─── Records to use ───
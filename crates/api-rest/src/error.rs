use api_shared::{ErrorBody, ErrorDetail};
use axum::extract::rejection::JsonRejection;
use axum::http::StatusCode;
use axum::response::{IntoResponse, Response};
use axum::Json;
use summary_core::SummaryError;

/// Error returned by every handler.
///
/// Validation failures map to `400`; everything that happens after validation maps to `500`
/// with a stable `code` and, where known, the stage and table that failed.
#[derive(Debug)]
pub struct ApiError(pub SummaryError);

impl From<SummaryError> for ApiError {
    fn from(err: SummaryError) -> Self {
        Self(err)
    }
}

impl From<JsonRejection> for ApiError {
    fn from(rejection: JsonRejection) -> Self {
        Self(SummaryError::InvalidInput(rejection.body_text()))
    }
}

impl ApiError {
    pub fn invalid(message: impl Into<String>) -> Self {
        Self(SummaryError::InvalidInput(message.into()))
    }

    pub fn status(&self) -> StatusCode {
        match self.0 {
            SummaryError::InvalidInput(_) => StatusCode::BAD_REQUEST,
            _ => StatusCode::INTERNAL_SERVER_ERROR,
        }
    }

    pub fn code(&self) -> &'static str {
        match &self.0 {
            SummaryError::InvalidInput(_) => "INVALID_REQUEST",
            SummaryError::Catalog(_) => "CATALOG_FAILED",
            SummaryError::Query { .. } => "QUERY_FAILED",
            err @ SummaryError::Llm { .. } if err.is_timeout() => "LLM_TIMEOUT",
            SummaryError::Llm { .. } => "LLM_FAILED",
            SummaryError::Config(_) | SummaryError::TemplateRead(_) => "INTERNAL",
        }
    }

    pub fn body(&self) -> ErrorBody {
        ErrorBody {
            error: ErrorDetail {
                code: self.code().to_string(),
                message: self.0.public_message(),
                stage: self.0.stage().map(|s| s.as_str().to_string()),
                table: self.0.table().map(|t| t.to_string()),
            },
        }
    }
}

impl IntoResponse for ApiError {
    fn into_response(self) -> Response {
        let status = self.status();
        if status.is_server_error() {
            tracing::error!("Request failed: {:?}", self.0);
        } else {
            tracing::warn!("Rejected request: {}", self.0);
        }
        (status, Json(self.body())).into_response()
    }
}

#[cfg(test)]
mod tests {
    use super::*;
    use std::time::Duration;
    use summary_core::{Identifier, LlmError, Stage, WarehouseError};

    #[test]
    fn invalid_input_is_bad_request() {
        let err = ApiError::invalid("tables must not be empty");
        assert_eq!(err.status(), StatusCode::BAD_REQUEST);
        assert_eq!(err.code(), "INVALID_REQUEST");
        assert_eq!(err.body().error.message, "tables must not be empty");
    }

    #[test]
    fn timeout_keeps_stage_and_table() {
        let err = ApiError(SummaryError::Llm {
            stage: Stage::SectionSummary,
            table: Some(Identifier::parse("conditions").unwrap()),
            source: LlmError::Timeout {
                model: "m".into(),
                after: Duration::from_secs(30),
            },
        });

        assert_eq!(err.status(), StatusCode::INTERNAL_SERVER_ERROR);
        let body = err.body();
        assert_eq!(body.error.code, "LLM_TIMEOUT");
        assert_eq!(body.error.stage.as_deref(), Some("section_summary"));
        assert_eq!(body.error.table.as_deref(), Some("conditions"));
    }

    #[test]
    fn collaborator_failures_are_server_errors() {
        let catalog = ApiError(SummaryError::Catalog(WarehouseError::NotFound(
            "database x".into(),
        )));
        assert_eq!(catalog.status(), StatusCode::INTERNAL_SERVER_ERROR);
        assert_eq!(catalog.code(), "CATALOG_FAILED");

        let llm = ApiError(SummaryError::Llm {
            stage: Stage::Consolidation,
            table: None,
            source: LlmError::EmptyResponse,
        });
        assert_eq!(llm.code(), "LLM_FAILED");
        assert_eq!(llm.body().error.table, None);
    }
}
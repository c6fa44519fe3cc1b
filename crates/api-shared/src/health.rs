use crate::wire::HealthRes;

/// Health check shared by the REST server and the CLI.
#[derive(Clone, Default)]
pub struct HealthService;

impl HealthService {
    pub fn new() -> Self {
        Self
    }

    /// Report that the service is up.
    ///
    /// The check is static: collaborators are not contacted, so a reachable process is
    /// considered healthy.
    pub fn check_health() -> HealthRes {
        HealthRes {
            ok: true,
            message: "Summary service is alive".into(),
        }
    }
}

#[cfg(test)]
mod tests {
    use super::*;

    #[test]
    fn reports_healthy() {
        let res = HealthService::check_health();
        assert!(res.ok);
        assert!(res.message.contains("alive"));
    }
}
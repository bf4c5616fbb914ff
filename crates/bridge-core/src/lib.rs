//! Core types for the clickhouse-bridge workspace.
//!
//! This crate provides the foundational types shared by every other crate:
//!
//! - [`StorageType`] - The closed set of column types a delimited column can be inferred as
//! - [`CellValue`] - A single typed cell, after casting from raw text
//! - [`RawTable`] - Column names plus untyped rows, as produced by a delimited-text reader
//! - [`TableSchema`] / [`ColumnSchema`] - The inferred, ordered schema of a target table
//! - [`ImportResult`] - The outcome of an import, and its caller-facing [`ImportSummary`]
//! - [`ToDdl`] - Per-database rendering of table-creation statements
//!
//! # Architecture
//!
//! ```text
//! bridge-core (this crate)
//!    │
//!    ├─── csv-types        (inference and text <-> CellValue conversion)
//!    ├─── table-sink       (the TableSink trait, built on Row / Identifier)
//!    ├─── clickhouse-sink  (ClickHouse implementation of TableSink and ToDdl)
//!    └─── csv-bridge       (schema builder, batch loader, export)
//! ```

pub mod ddl;
pub mod identifier;
pub mod table;
pub mod types;

pub use ddl::{AnsiDdl, ToDdl};
pub use identifier::{Identifier, IdentifierError};
pub use table::{ColumnSchema, ImportResult, ImportSummary, RaggedRow, RawTable, TableSchema};
pub use types::{CellValue, Row, StorageType};
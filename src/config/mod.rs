//! Command-line value parsing.

mod duration;

pub use duration::parse_duration;
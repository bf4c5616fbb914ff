//! Error types for import and export.

use bridge_core::{IdentifierError, RaggedRow};
use csv_types::CastError;
use table_sink::SinkError;

/// Why a chunk could not be inserted.
#[derive(Debug, thiserror::Error)]
pub enum LoadFailure {
    /// The sink rejected the insert call.
    #[error(transparent)]
    Sink(#[from] SinkError),

    /// A cell in the chunk does not cast to its column's type.
    #[error("row {row}, column '{column}': {source}")]
    Cast {
        /// 1-based data row number
        row: usize,
        column: String,
        #[source]
        source: CastError,
    },
}

/// Errors that can occur while importing delimited text.
///
/// Every variant is terminal for the current import. Nothing is retried and
/// chunks that were already inserted are not rolled back.
#[derive(Debug, thiserror::Error)]
pub enum ImportError {
    /// A table or column name is not a valid identifier.
    #[error("Invalid identifier: '{0}'")]
    InvalidIdentifier(String),

    /// Two columns share a name.
    #[error("Duplicate column name: '{0}'")]
    DuplicateColumn(String),

    /// The input has no rows or no columns.
    #[error("Input contains no rows or no columns")]
    EmptyInput,

    /// A row's cell count differs from the header's.
    #[error("Row {row} has {found} cells, expected {expected}")]
    RaggedRow {
        row: usize,
        expected: usize,
        found: usize,
    },

    /// The delimited input could not be read.
    #[error("CSV error: {0}")]
    Csv(#[from] csv::Error),

    /// IO error while reading the input or a schema override file.
    #[error("IO error: {0}")]
    Io(#[from] std::io::Error),

    /// A schema override file could not be parsed.
    #[error("Failed to parse schema overrides: {0}")]
    Overrides(#[from] serde_yaml::Error),

    /// A schema override names a column the input does not have.
    #[error("Schema override for unknown column '{0}'")]
    UnknownOverrideColumn(String),

    /// Column names were supplied but do not match the column count.
    #[error("Expected {expected} column names, got {found}")]
    ColumnNameCount { expected: usize, found: usize },

    /// The chunk size is zero.
    #[error("Chunk size must be positive")]
    InvalidChunkSize,

    /// The sink rejected the table-creation statement. No rows were inserted.
    #[error("Failed to create table: {0}")]
    SchemaCreationFailed(#[source] SinkError),

    /// A chunk failed. Earlier chunks stay inserted; later chunks were not attempted.
    #[error(
        "Import failed at chunk {chunk_index} after inserting {inserted} of {total} rows: {source}"
    )]
    ImportFailed {
        /// 0-based index of the failed chunk
        chunk_index: usize,
        inserted: u64,
        total: u64,
        #[source]
        source: LoadFailure,
    },

    /// The import was cancelled between or during chunk submissions.
    #[error("Import cancelled after inserting {inserted} of {total} rows")]
    Cancelled { inserted: u64, total: u64 },
}

impl ImportError {
    /// Rows already inserted when the import stopped, for errors raised by the loader.
    pub fn inserted(&self) -> Option<u64> {
        match self {
            Self::ImportFailed { inserted, .. } | Self::Cancelled { inserted, .. } => {
                Some(*inserted)
            }
            _ => None,
        }
    }
}

impl From<IdentifierError> for ImportError {
    fn from(e: IdentifierError) -> Self {
        Self::InvalidIdentifier(e.0)
    }
}

impl From<RaggedRow> for ImportError {
    fn from(e: RaggedRow) -> Self {
        Self::RaggedRow {
            row: e.row,
            expected: e.expected,
            found: e.found,
        }
    }
}

/// Errors that can occur while exporting query results.
#[derive(Debug, thiserror::Error)]
pub enum ExportError {
    #[error("Invalid identifier: '{0}'")]
    InvalidIdentifier(String),

    #[error("Query failed: {0}")]
    Sink(#[from] SinkError),

    #[error("CSV error: {0}")]
    Csv(#[from] csv::Error),

    #[error("IO error: {0}")]
    Io(#[from] std::io::Error),
}

impl From<IdentifierError> for ExportError {
    fn from(e: IdentifierError) -> Self {
        Self::InvalidIdentifier(e.0)
    }
}
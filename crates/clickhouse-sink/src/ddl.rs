//! ClickHouse DDL generation from StorageType.

use bridge_core::{StorageType, ToDdl};

/// ClickHouse DDL generator.
///
/// Tables use `MergeTree` without a sorting key, which suits append-only imports.
#[derive(Debug, Clone, Copy, Default)]
pub struct ClickHouseDdl;

impl ToDdl for ClickHouseDdl {
    fn type_keyword(&self, storage_type: StorageType) -> &'static str {
        match storage_type {
            StorageType::Integer => "Int64",
            StorageType::Float => "Float64",
            StorageType::Boolean => "Bool",
            // Cells are UTC; blank cells are inserted as NULL
            StorageType::DateTime => "Nullable(DateTime64(3, 'UTC'))",
            StorageType::Text => "String",
        }
    }

    fn quote(&self, identifier: &str) -> String {
        format!("`{identifier}`")
    }

    fn table_options(&self) -> Option<&'static str> {
        Some("ENGINE = MergeTree ORDER BY tuple()")
    }
}
//! Implementation of TableSink for the ClickHouse HTTP interface.

use crate::connect::ClickHouseOpts;
use crate::ddl::ClickHouseDdl;
use crate::json::{cell_to_json, json_to_cell};
use bridge_core::{CellValue, Identifier, Row, ToDdl};
use serde::Deserialize;
use table_sink::{QueryColumn, QueryResult, SinkError, TableSink};
use tokio::sync::Mutex;

const USER_HEADER: &str = "X-ClickHouse-User";
const KEY_HEADER: &str = "X-ClickHouse-Key";
const DATABASE_HEADER: &str = "X-ClickHouse-Database";

/// `JSONCompact` output: column metadata plus positional rows.
#[derive(Debug, Deserialize)]
struct JsonCompactResponse {
    meta: Vec<MetaColumn>,
    data: Vec<Vec<serde_json::Value>>,
}

#[derive(Debug, Deserialize)]
struct MetaColumn {
    name: String,
    #[serde(rename = "type")]
    type_name: String,
}

/// ClickHouse connection handle implementing `TableSink`.
///
/// Requests on one handle are serialized, so a shared handle never has two
/// statements in flight at once.
pub struct ClickHouseSink {
    client: reqwest::Client,
    endpoint: String,
    opts: ClickHouseOpts,
    dialect: ClickHouseDdl,
    in_flight: Mutex<()>,
}

impl ClickHouseSink {
    /// Create a handle without contacting the server. See [`crate::clickhouse_connect`].
    pub fn new(opts: ClickHouseOpts) -> Result<Self, SinkError> {
        let client = reqwest::Client::builder()
            .build()
            .map_err(|e| SinkError::Connection(format!("Failed to build HTTP client: {e}")))?;

        Ok(Self {
            client,
            endpoint: opts.endpoint(),
            opts,
            dialect: ClickHouseDdl,
            in_flight: Mutex::new(()),
        })
    }

    pub fn opts(&self) -> &ClickHouseOpts {
        &self.opts
    }

    /// Check that the server is reachable and accepts the credentials.
    pub async fn ping(&self) -> Result<(), SinkError> {
        self.query("SELECT 1").await.map(|_| ())
    }

    /// Names of the tables in the current database.
    pub async fn list_tables(&self) -> Result<Vec<String>, SinkError> {
        let result = self.query("SHOW TABLES").await?;
        Ok(result.rows.into_iter().filter_map(first_text).collect())
    }

    /// `(name, type)` of each column of `table`, in table order.
    pub async fn describe_table(&self, table: &Identifier) -> Result<Vec<QueryColumn>, SinkError> {
        let sql = format!("DESCRIBE TABLE {}", self.dialect.quote(table.as_str()));
        let result = self.query(&sql).await?;

        result
            .rows
            .into_iter()
            .map(|row| match (row.first(), row.get(1)) {
                (Some(CellValue::Text(name)), Some(CellValue::Text(type_name))) => Ok(QueryColumn {
                    name: name.clone(),
                    type_name: type_name.clone(),
                }),
                _ => Err(SinkError::Decode(format!(
                    "Unexpected DESCRIBE row for table {table}: {row:?}"
                ))),
            })
            .collect()
    }

    /// POST one request and return the response body.
    async fn post(&self, params: &[(&str, &str)], body: String) -> Result<String, SinkError> {
        let _guard = self.in_flight.lock().await;

        let response = self
            .client
            .post(&self.endpoint)
            .header(USER_HEADER, &self.opts.user)
            .header(KEY_HEADER, &self.opts.password)
            .header(DATABASE_HEADER, &self.opts.database)
            .query(params)
            .body(body)
            .send()
            .await
            .map_err(|e| {
                SinkError::Connection(format!("Request to {} failed: {e}", self.endpoint))
            })?;

        let status = response.status();
        let text = response.text().await.map_err(|e| {
            SinkError::Connection(format!(
                "Failed to read response body from {}: {e}",
                self.endpoint
            ))
        })?;

        if !status.is_success() {
            return Err(SinkError::Rejected {
                status: status.as_u16(),
                message: text.trim().to_string(),
            });
        }

        Ok(text)
    }
}

fn first_text(row: Row) -> Option<String> {
    match row.into_iter().next() {
        Some(CellValue::Text(s)) => Some(s),
        _ => None,
    }
}

fn strip_statement(sql: &str) -> &str {
    sql.trim().trim_end_matches(';').trim_end()
}

#[async_trait::async_trait]
impl TableSink for ClickHouseSink {
    fn dialect(&self) -> &dyn ToDdl {
        &self.dialect
    }

    async fn execute_statement(&self, statement: &str) -> Result<(), SinkError> {
        tracing::debug!("Executing statement: {}", statement);
        self.post(&[], strip_statement(statement).to_string())
            .await
            .map(|_| ())
    }

    async fn insert_rows(
        &self,
        table: &Identifier,
        columns: &[Identifier],
        rows: &[Row],
    ) -> Result<(), SinkError> {
        if rows.is_empty() {
            return Ok(());
        }

        let column_list: Vec<String> = columns
            .iter()
            .map(|c| self.dialect.quote(c.as_str()))
            .collect();
        let insert = format!(
            "INSERT INTO {} ({}) FORMAT JSONEachRow",
            self.dialect.quote(table.as_str()),
            column_list.join(", ")
        );

        let mut body = String::new();
        for row in rows {
            let object: serde_json::Map<String, serde_json::Value> = columns
                .iter()
                .zip(row)
                .map(|(column, cell)| (column.to_string(), cell_to_json(cell)))
                .collect();
            body.push_str(&serde_json::Value::Object(object).to_string());
            body.push('\n');
        }

        tracing::debug!("Inserting {} rows into {}", rows.len(), table);
        self.post(
            &[
                ("query", insert.as_str()),
                ("date_time_input_format", "best_effort"),
            ],
            body,
        )
        .await
        .map(|_| ())
    }

    async fn query(&self, sql: &str) -> Result<QueryResult, SinkError> {
        // The format travels as a setting so a trailing `--` comment in `sql` cannot swallow it
        let text = self
            .post(
                &[
                    ("default_format", "JSONCompact"),
                    ("output_format_json_quote_64bit_integers", "0"),
                ],
                strip_statement(sql).to_string(),
            )
            .await?;

        let response: JsonCompactResponse = serde_json::from_str(&text)
            .map_err(|e| SinkError::Decode(format!("Invalid JSONCompact response: {e}")))?;

        let rows: Vec<Row> = response
            .data
            .iter()
            .map(|values| {
                values
                    .iter()
                    .zip(&response.meta)
                    .map(|(value, meta)| json_to_cell(value, &meta.type_name))
                    .collect()
            })
            .collect();

        let columns = response
            .meta
            .into_iter()
            .map(|m| QueryColumn {
                name: m.name,
                type_name: m.type_name,
            })
            .collect();

        Ok(QueryResult { columns, rows })
    }
}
───
_The problem_
Everything from the first line of the records through the line holding "#[derive(Debug)]" is to be transcribed exactly; leave out all other lines.

_Response to this exercise_
filename crates/api-rest/src/error.rs
use api_shared::{ErrorBody, ErrorDetail};
use axum::extract::rejection::JsonRejection;
use axum::http::StatusCode;
use axum::response::{IntoResponse, Response};
use axum::Json;
use summary_core::SummaryError;

/// Error returned by every handler.
///
/// Validation failures map to `400`; everything that happens after validation maps to `500`
/// with a stable `code` and, where known, the stage and table that failed.
#[derive(Debug)]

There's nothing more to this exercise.